AIM OF THE TASK
Verbatim output required. Print the data in full.

** INFORMATION SUPPLIED follows **

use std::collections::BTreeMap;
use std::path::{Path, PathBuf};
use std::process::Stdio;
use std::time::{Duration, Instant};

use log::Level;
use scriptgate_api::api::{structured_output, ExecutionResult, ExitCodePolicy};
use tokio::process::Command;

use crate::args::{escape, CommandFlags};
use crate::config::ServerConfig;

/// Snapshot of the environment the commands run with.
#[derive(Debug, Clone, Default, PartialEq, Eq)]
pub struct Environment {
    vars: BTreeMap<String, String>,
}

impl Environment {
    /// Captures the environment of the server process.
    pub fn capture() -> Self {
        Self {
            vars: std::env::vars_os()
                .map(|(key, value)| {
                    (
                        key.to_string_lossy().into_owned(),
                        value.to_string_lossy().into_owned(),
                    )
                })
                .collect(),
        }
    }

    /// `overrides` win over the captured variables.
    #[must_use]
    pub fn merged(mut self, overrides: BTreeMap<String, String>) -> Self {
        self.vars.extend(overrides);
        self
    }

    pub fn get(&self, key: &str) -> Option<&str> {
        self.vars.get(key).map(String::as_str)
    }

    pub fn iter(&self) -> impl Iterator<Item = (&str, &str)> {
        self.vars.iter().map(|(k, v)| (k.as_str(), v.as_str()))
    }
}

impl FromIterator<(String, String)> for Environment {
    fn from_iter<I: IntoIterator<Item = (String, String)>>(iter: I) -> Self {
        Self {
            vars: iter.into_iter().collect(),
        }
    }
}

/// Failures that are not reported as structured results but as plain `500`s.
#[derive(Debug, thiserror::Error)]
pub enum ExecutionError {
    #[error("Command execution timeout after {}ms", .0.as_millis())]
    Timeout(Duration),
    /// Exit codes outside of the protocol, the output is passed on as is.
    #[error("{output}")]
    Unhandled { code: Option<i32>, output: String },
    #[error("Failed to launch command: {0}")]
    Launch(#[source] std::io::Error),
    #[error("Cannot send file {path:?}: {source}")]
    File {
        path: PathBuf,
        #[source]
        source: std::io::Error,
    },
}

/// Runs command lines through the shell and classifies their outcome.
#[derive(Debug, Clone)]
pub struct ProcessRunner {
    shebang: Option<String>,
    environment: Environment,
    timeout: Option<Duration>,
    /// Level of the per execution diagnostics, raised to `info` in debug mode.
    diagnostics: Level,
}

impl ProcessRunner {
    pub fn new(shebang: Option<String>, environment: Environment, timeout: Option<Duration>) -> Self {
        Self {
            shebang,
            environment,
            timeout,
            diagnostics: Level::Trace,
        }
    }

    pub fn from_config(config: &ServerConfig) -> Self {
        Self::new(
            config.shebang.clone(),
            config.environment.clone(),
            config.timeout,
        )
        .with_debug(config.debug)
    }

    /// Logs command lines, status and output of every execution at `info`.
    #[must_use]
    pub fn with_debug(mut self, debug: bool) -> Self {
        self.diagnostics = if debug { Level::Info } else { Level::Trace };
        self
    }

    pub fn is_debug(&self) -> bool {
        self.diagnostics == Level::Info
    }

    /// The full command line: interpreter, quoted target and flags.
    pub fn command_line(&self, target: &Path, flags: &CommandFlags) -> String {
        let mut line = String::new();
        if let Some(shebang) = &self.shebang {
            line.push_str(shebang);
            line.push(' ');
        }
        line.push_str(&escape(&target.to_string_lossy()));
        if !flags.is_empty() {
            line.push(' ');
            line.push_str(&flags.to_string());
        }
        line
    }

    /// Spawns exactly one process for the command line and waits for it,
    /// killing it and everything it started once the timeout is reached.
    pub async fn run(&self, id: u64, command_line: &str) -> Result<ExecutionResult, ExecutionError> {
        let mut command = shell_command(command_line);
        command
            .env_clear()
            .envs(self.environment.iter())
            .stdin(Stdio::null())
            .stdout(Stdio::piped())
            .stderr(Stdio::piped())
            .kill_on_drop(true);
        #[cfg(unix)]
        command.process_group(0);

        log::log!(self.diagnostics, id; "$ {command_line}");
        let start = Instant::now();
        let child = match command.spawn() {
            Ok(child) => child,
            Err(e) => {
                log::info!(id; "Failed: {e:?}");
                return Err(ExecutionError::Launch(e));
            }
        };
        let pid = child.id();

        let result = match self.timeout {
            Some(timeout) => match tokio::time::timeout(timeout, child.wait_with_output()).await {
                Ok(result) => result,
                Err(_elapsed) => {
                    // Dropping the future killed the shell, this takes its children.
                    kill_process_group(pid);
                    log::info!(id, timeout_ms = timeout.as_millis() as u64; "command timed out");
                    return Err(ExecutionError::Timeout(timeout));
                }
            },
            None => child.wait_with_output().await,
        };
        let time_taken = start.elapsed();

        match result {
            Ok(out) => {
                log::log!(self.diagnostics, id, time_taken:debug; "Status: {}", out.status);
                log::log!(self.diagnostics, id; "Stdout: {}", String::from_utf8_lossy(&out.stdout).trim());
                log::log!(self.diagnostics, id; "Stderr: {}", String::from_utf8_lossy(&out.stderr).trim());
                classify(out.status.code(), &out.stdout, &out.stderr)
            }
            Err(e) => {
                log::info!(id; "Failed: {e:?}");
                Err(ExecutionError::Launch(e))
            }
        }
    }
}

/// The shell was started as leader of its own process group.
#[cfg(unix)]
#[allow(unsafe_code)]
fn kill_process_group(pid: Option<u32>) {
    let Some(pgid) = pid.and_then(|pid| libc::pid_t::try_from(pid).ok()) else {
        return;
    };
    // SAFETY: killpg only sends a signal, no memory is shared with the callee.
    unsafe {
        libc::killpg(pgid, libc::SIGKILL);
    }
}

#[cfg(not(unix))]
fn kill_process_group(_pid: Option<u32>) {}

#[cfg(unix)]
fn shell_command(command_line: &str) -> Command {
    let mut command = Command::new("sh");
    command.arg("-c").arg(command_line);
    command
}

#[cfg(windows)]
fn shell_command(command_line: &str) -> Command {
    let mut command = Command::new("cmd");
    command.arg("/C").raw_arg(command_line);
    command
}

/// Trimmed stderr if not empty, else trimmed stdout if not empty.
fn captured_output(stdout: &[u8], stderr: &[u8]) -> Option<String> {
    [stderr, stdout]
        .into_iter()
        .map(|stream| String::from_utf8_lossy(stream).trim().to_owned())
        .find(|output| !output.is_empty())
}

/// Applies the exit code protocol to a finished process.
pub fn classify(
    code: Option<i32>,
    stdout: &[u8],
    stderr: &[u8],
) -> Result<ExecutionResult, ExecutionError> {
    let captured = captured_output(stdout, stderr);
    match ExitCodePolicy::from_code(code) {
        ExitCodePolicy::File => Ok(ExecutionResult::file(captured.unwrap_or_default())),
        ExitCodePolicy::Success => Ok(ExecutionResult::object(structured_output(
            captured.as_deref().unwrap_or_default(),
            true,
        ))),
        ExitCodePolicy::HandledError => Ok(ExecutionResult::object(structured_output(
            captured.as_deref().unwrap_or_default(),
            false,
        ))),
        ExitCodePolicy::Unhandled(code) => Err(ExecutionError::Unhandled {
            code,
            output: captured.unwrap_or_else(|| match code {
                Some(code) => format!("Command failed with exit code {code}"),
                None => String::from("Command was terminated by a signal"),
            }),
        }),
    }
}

** End of INFORMATION SUPPLIED **

OUTPUT OF THE TASK
use std::collections::BTreeMap;
use std::path::{Path, PathBuf};
use std::process::Stdio;
use std::time::{Duration, Instant};

use log::Level;
use scriptgate_api::api::{structured_output, ExecutionResult, ExitCodePolicy};
use tokio::process::Command;

use crate::args::{escape, CommandFlags};
use crate::config::ServerConfig;

/// Snapshot of the environment the commands run with.
#[derive(Debug, Clone, Default, PartialEq, Eq)]
pub struct Environment {
    vars: BTreeMap<String, String>,
}

impl Environment {
    /// Captures the environment of the server process.
    pub fn capture() -> Self {
        Self {
            vars: std::env::vars_os()
                .map(|(key, value)| {
                    (
                        key.to_string_lossy().into_owned(),
                        value.to_string_lossy().into_owned(),
                    )
                })
                .collect(),
        }
    }

    /// `overrides` win over the captured variables.
    #[must_use]
    pub fn merged(mut self, overrides: BTreeMap<String, String>) -> Self {
        self.vars.extend(overrides);
        self
    }

    pub fn get(&self, key: &str) -> Option<&str> {
        self.vars.get(key).map(String::as_str)
    }

    pub fn iter(&self) -> impl Iterator<Item = (&str, &str)> {
        self.vars.iter().map(|(k, v)| (k.as_str(), v.as_str()))
    }
}

impl FromIterator<(String, String)> for Environment {
    fn from_iter<I: IntoIterator<Item = (String, String)>>(iter: I) -> Self {
        Self {
            vars: iter.into_iter().collect(),
        }
    }
}

/// Failures that are not reported as structured results but as plain `500`s.
#[derive(Debug, thiserror::Error)]
pub enum ExecutionError {
    #[error("Command execution timeout after {}ms", .0.as_millis())]
    Timeout(Duration),
    /// Exit codes outside of the protocol, the output is passed on as is.
    #[error("{output}")]
    Unhandled { code: Option<i32>, output: String },
    #[error("Failed to launch command: {0}")]
    Launch(#[source] std::io::Error),
    #[error("Cannot send file {path:?}: {source}")]
    File {
        path: PathBuf,
        #[source]
        source: std::io::Error,
    },
}

/// Runs command lines through the shell and classifies their outcome.
#[derive(Debug, Clone)]
pub struct ProcessRunner {
    shebang: Option<String>,
    environment: Environment,
    timeout: Option<Duration>,
    /// Level of the per execution diagnostics, raised to `info` in debug mode.
    diagnostics: Level,
}

impl ProcessRunner {
    pub fn new(shebang: Option<String>, environment: Environment, timeout: Option<Duration>) -> Self {
        Self {
            shebang,
            environment,
            timeout,
            diagnostics: Level::Trace,
        }
    }

    pub fn from_config(config: &ServerConfig) -> Self {
        Self::new(
            config.shebang.clone(),
            config.environment.clone(),
            config.timeout,
        )
        .with_debug(config.debug)
    }

    /// Logs command lines, status and output of every execution at `info`.
    #[must_use]
    pub fn with_debug(mut self, debug: bool) -> Self {
        self.diagnostics = if debug { Level::Info } else { Level::Trace };
        self
    }

    pub fn is_debug(&self) -> bool {
        self.diagnostics == Level::Info
    }

    /// The full command line: interpreter, quoted target and flags.
    pub fn command_line(&self, target: &Path, flags: &CommandFlags) -> String {
        let mut line = String::new();
        if let Some(shebang) = &self.shebang {
            line.push_str(shebang);
            line.push(' ');
        }
        line.push_str(&escape(&target.to_string_lossy()));
        if !flags.is_empty() {
            line.push(' ');
            line.push_str(&flags.to_string());
        }
        line
    }

    /// Spawns exactly one process for the command line and waits for it,
    /// killing it and everything it started once the timeout is reached.
    pub async fn run(&self, id: u64, command_line: &str) -> Result<ExecutionResult, ExecutionError> {
        let mut command = shell_command(command_line);
        command
            .env_clear()
            .envs(self.environment.iter())
            .stdin(Stdio::null())
            .stdout(Stdio::piped())
            .stderr(Stdio::piped())
            .kill_on_drop(true);
        #[cfg(unix)]
        command.process_group(0);

        log::log!(self.diagnostics, id; "$ {command_line}");
        let start = Instant::now();
        let child = match command.spawn() {
            Ok(child) => child,
            Err(e) => {
                log::info!(id; "Failed: {e:?}");
                return Err(ExecutionError::Launch(e));
            }
        };
        let pid = child.id();

        let result = match self.timeout {
            Some(timeout) => match tokio::time::timeout(timeout, child.wait_with_output()).await {
                Ok(result) => result,
                Err(_elapsed) => {
                    // Dropping the future killed the shell, this takes its children.
                    kill_process_group(pid);
                    log::info!(id, timeout_ms = timeout.as_millis() as u64; "command timed out");
                    return Err(ExecutionError::Timeout(timeout));
                }
            },
            None => child.wait_with_output().await,
        };
        let time_taken = start.elapsed();

        match result {
            Ok(out) => {
                log::log!(self.diagnostics, id, time_taken:debug; "Status: {}", out.status);
                log::log!(self.diagnostics, id; "Stdout: {}", String::from_utf8_lossy(&out.stdout).trim());
                log::log!(self.diagnostics, id; "Stderr: {}", String::from_utf8_lossy(&out.stderr).trim());
                classify(out.status.code(), &out.stdout, &out.stderr)
            }
            Err(e) => {
                log::info!(id; "Failed: {e:?}");
                Err(ExecutionError::Launch(e))
            }
        }
    }
}

/// The shell was started as leader of its own process group.
#[cfg(unix)]
#[allow(unsafe_code)]
fn kill_process_group(pid: Option<u32>) {
    let Some(pgid) = pid.and_then(|pid| libc::pid_t::try_from(pid).ok()) else {
        return;
    };
    // SAFETY: killpg only sends a signal, no memory is shared with the callee.
    unsafe {
        libc::killpg(pgid, libc::SIGKILL);
    }
}

#[cfg(not(unix))]
fn kill_process_group(_pid: Option<u32>) {}

#[cfg(unix)]
fn shell_command(command_line: &str) -> Command {
    let mut command = Command::new("sh");
    command.arg("-c").arg(command_line);
    command
}

#[cfg(windows)]
fn shell_command(command_line: &str) -> Command {
    let mut command = Command::new("cmd");
    command.arg("/C").raw_arg(command_line);
    command
}

/// Trimmed stderr if not empty, else trimmed stdout if not empty.
fn captured_output(stdout: &[u8], stderr: &[u8]) -> Option<String> {
    [stderr, stdout]
        .into_iter()
        .map(|stream| String::from_utf8_lossy(stream).trim().to_owned())
        .find(|output| !output.is_empty())
}

/// Applies the exit code protocol to a finished process.
pub fn classify(
    code: Option<i32>,
    stdout: &[u8],
    stderr: &[u8],
) -> Result<ExecutionResult, ExecutionError> {
    let captured = captured_output(stdout, stderr);
    match ExitCodePolicy::from_code(code) {
        ExitCodePolicy::File => Ok(ExecutionResult::file(captured.unwrap_or_default())),
        ExitCodePolicy::Success => Ok(ExecutionResult::object(structured_output(
            captured.as_deref().unwrap_or_default(),
            true,
        ))),
        ExitCodePolicy::HandledError => Ok(ExecutionResult::object(structured_output(
            captured.as_deref().unwrap_or_default(),
            false,
        ))),
        ExitCodePolicy::Unhandled(code) => Err(ExecutionError::Unhandled {
            code,
            output: captured.unwrap_or_else(|| match code {
                Some(code) => format!("Command failed with exit code {code}"),
                None => String::from("Command was terminated by a signal"),
            }),
        }),
    }
}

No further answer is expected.